### ABOUT THIS EXERCISE:
Say the data back exactly as it is written below.

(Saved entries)
-- Opening Marker --

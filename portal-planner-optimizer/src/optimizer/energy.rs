//! Greedy budgeted selection by XM efficiency.

use std::cmp::Ordering;

use portal_planner_core::{Candidate, WaypointFigures};

use super::OptimizationResult;

/// Repeatedly take the affordable candidate with the best `net / cost`
/// ratio, paying its cost and collecting its gain, until nothing remaining
/// fits the budget.
pub(super) fn select_within_budget(candidates: &[Candidate], initial_budget: u64) -> OptimizationResult {
    let mut remaining: Vec<&Candidate> = candidates.iter().collect();
    let mut budget = initial_budget;
    let mut ordered = Vec::with_capacity(candidates.len());
    let mut budget_trace = Vec::with_capacity(candidates.len());

    while let Some(index) = most_efficient_affordable(&remaining, budget) {
        let chosen = remaining.remove(index);
        budget = pay(budget, &chosen.figures);
        log::debug!(
            "selected {} (cost {} XM, gain {} XM); budget now {budget} XM",
            chosen.waypoint.id,
            chosen.figures.cost,
            chosen.figures.gain
        );
        budget_trace.push(budget);
        ordered.push(chosen.clone());
    }

    if !remaining.is_empty() {
        log::debug!(
            "budget of {budget} XM covers none of the remaining {} waypoint(s); stopping early",
            remaining.len()
        );
    }

    OptimizationResult {
        ordered,
        unaffordable: remaining.into_iter().cloned().collect(),
        final_budget: Some(budget),
        budget_trace,
    }
}

/// Pay for `candidates` in the order given, stopping at the first one the
/// running budget cannot cover.
pub(super) fn settle_in_order(candidates: &[Candidate], initial_budget: u64) -> OptimizationResult {
    let mut budget = initial_budget;
    let mut budget_trace = Vec::with_capacity(candidates.len());
    let mut affordable = 0;
    for candidate in candidates {
        if candidate.figures.cost > budget {
            break;
        }
        budget = pay(budget, &candidate.figures);
        budget_trace.push(budget);
        affordable += 1;
    }
    let (ordered, unaffordable) = candidates.split_at(affordable);
    if !unaffordable.is_empty() {
        log::debug!(
            "budget of {budget} XM cannot pay for {}; stopping early",
            unaffordable.len()
        );
    }

    OptimizationResult {
        ordered: ordered.to_vec(),
        unaffordable: unaffordable.to_vec(),
        final_budget: Some(budget),
        budget_trace,
    }
}

const fn pay(budget: u64, figures: &WaypointFigures) -> u64 {
    budget.saturating_sub(figures.cost).saturating_add(figures.gain)
}

fn most_efficient_affordable(remaining: &[&Candidate], budget: u64) -> Option<usize> {
    let mut best: Option<(usize, Efficiency)> = None;
    for (index, candidate) in remaining.iter().enumerate() {
        if candidate.figures.cost > budget {
            continue;
        }
        let efficiency = Efficiency::of(&candidate.figures);
        if best.is_none_or(|(_, incumbent)| efficiency > incumbent) {
            best = Some((index, efficiency));
        }
    }
    best.map(|(index, _)| index)
}

/// The ratio `net / max(cost, 1)` kept as an exact fraction.
///
/// Comparison cross-multiplies in `i128`, so equal ratios compare equal and
/// never depend on floating-point rounding.
#[derive(Debug, Clone, Copy)]
struct Efficiency {
    net: i128,
    cost: i128,
}

impl Efficiency {
    fn of(figures: &WaypointFigures) -> Self {
        Self {
            net: i128::from(figures.net()),
            cost: i128::from(figures.cost.max(1)),
        }
    }
}

impl PartialEq for Efficiency {
    fn eq(&self, other: &Self) -> bool {
        self.cmp(other) == Ordering::Equal
    }
}

impl Eq for Efficiency {}

impl PartialOrd for Efficiency {
    fn partial_cmp(&self, other: &Self) -> Option<Ordering> {
        Some(self.cmp(other))
    }
}

impl Ord for Efficiency {
    fn cmp(&self, other: &Self) -> Ordering {
        // Both denominators are positive, so the inequality direction holds.
        (self.net * other.cost).cmp(&(other.net * self.cost))
    }
}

-- Closing Marker --

### SOLUTION FOR THIS TASK:
filename portal-planner-optimizer/src/optimizer/energy.rs
//! Greedy budgeted selection by XM efficiency.

use std::cmp::Ordering;

use portal_planner_core::{Candidate, WaypointFigures};

use super::OptimizationResult;

/// Repeatedly take the affordable candidate with the best `net / cost`
/// ratio, paying its cost and collecting its gain, until nothing remaining
/// fits the budget.
pub(super) fn select_within_budget(candidates: &[Candidate], initial_budget: u64) -> OptimizationResult {
    let mut remaining: Vec<&Candidate> = candidates.iter().collect();
    let mut budget = initial_budget;
    let mut ordered = Vec::with_capacity(candidates.len());
    let mut budget_trace = Vec::with_capacity(candidates.len());

    while let Some(index) = most_efficient_affordable(&remaining, budget) {
        let chosen = remaining.remove(index);
        budget = pay(budget, &chosen.figures);
        log::debug!(
            "selected {} (cost {} XM, gain {} XM); budget now {budget} XM",
            chosen.waypoint.id,
            chosen.figures.cost,
            chosen.figures.gain
        );
        budget_trace.push(budget);
        ordered.push(chosen.clone());
    }

    if !remaining.is_empty() {
        log::debug!(
            "budget of {budget} XM covers none of the remaining {} waypoint(s); stopping early",
            remaining.len()
        );
    }

    OptimizationResult {
        ordered,
        unaffordable: remaining.into_iter().cloned().collect(),
        final_budget: Some(budget),
        budget_trace,
    }
}

/// Pay for `candidates` in the order given, stopping at the first one the
/// running budget cannot cover.
pub(super) fn settle_in_order(candidates: &[Candidate], initial_budget: u64) -> OptimizationResult {
    let mut budget = initial_budget;
    let mut budget_trace = Vec::with_capacity(candidates.len());
    let mut affordable = 0;
    for candidate in candidates {
        if candidate.figures.cost > budget {
            break;
        }
        budget = pay(budget, &candidate.figures);
        budget_trace.push(budget);
        affordable += 1;
    }
    let (ordered, unaffordable) = candidates.split_at(affordable);
    if !unaffordable.is_empty() {
        log::debug!(
            "budget of {budget} XM cannot pay for {}; stopping early",
            unaffordable.len()
        );
    }

    OptimizationResult {
        ordered: ordered.to_vec(),
        unaffordable: unaffordable.to_vec(),
        final_budget: Some(budget),
        budget_trace,
    }
}

const fn pay(budget: u64, figures: &WaypointFigures) -> u64 {
    budget.saturating_sub(figures.cost).saturating_add(figures.gain)
}

fn most_efficient_affordable(remaining: &[&Candidate], budget: u64) -> Option<usize> {
    let mut best: Option<(usize, Efficiency)> = None;
    for (index, candidate) in remaining.iter().enumerate() {
        if candidate.figures.cost > budget {
            continue;
        }
        let efficiency = Efficiency::of(&candidate.figures);
        if best.is_none_or(|(_, incumbent)| efficiency > incumbent) {
            best = Some((index, efficiency));
        }
    }
    best.map(|(index, _)| index)
}

/// The ratio `net / max(cost, 1)` kept as an exact fraction.
///
/// Comparison cross-multiplies in `i128`, so equal ratios compare equal and
/// never depend on floating-point rounding.
#[derive(Debug, Clone, Copy)]
struct Efficiency {
    net: i128,
    cost: i128,
}

impl Efficiency {
    fn of(figures: &WaypointFigures) -> Self {
        Self {
            net: i128::from(figures.net()),
            cost: i128::from(figures.cost.max(1)),
        }
    }
}

impl PartialEq for Efficiency {
    fn eq(&self, other: &Self) -> bool {
        self.cmp(other) == Ordering::Equal
    }
}

impl Eq for Efficiency {}

impl PartialOrd for Efficiency {
    fn partial_cmp(&self, other: &Self) -> Option<Ordering> {
        Some(self.cmp(other))
    }
}

impl Ord for Efficiency {
    fn cmp(&self, other: &Self) -> Ordering {
        // Both denominators are positive, so the inequality direction holds.
        (self.net * other.cost).cmp(&(other.net * self.cost))
    }
}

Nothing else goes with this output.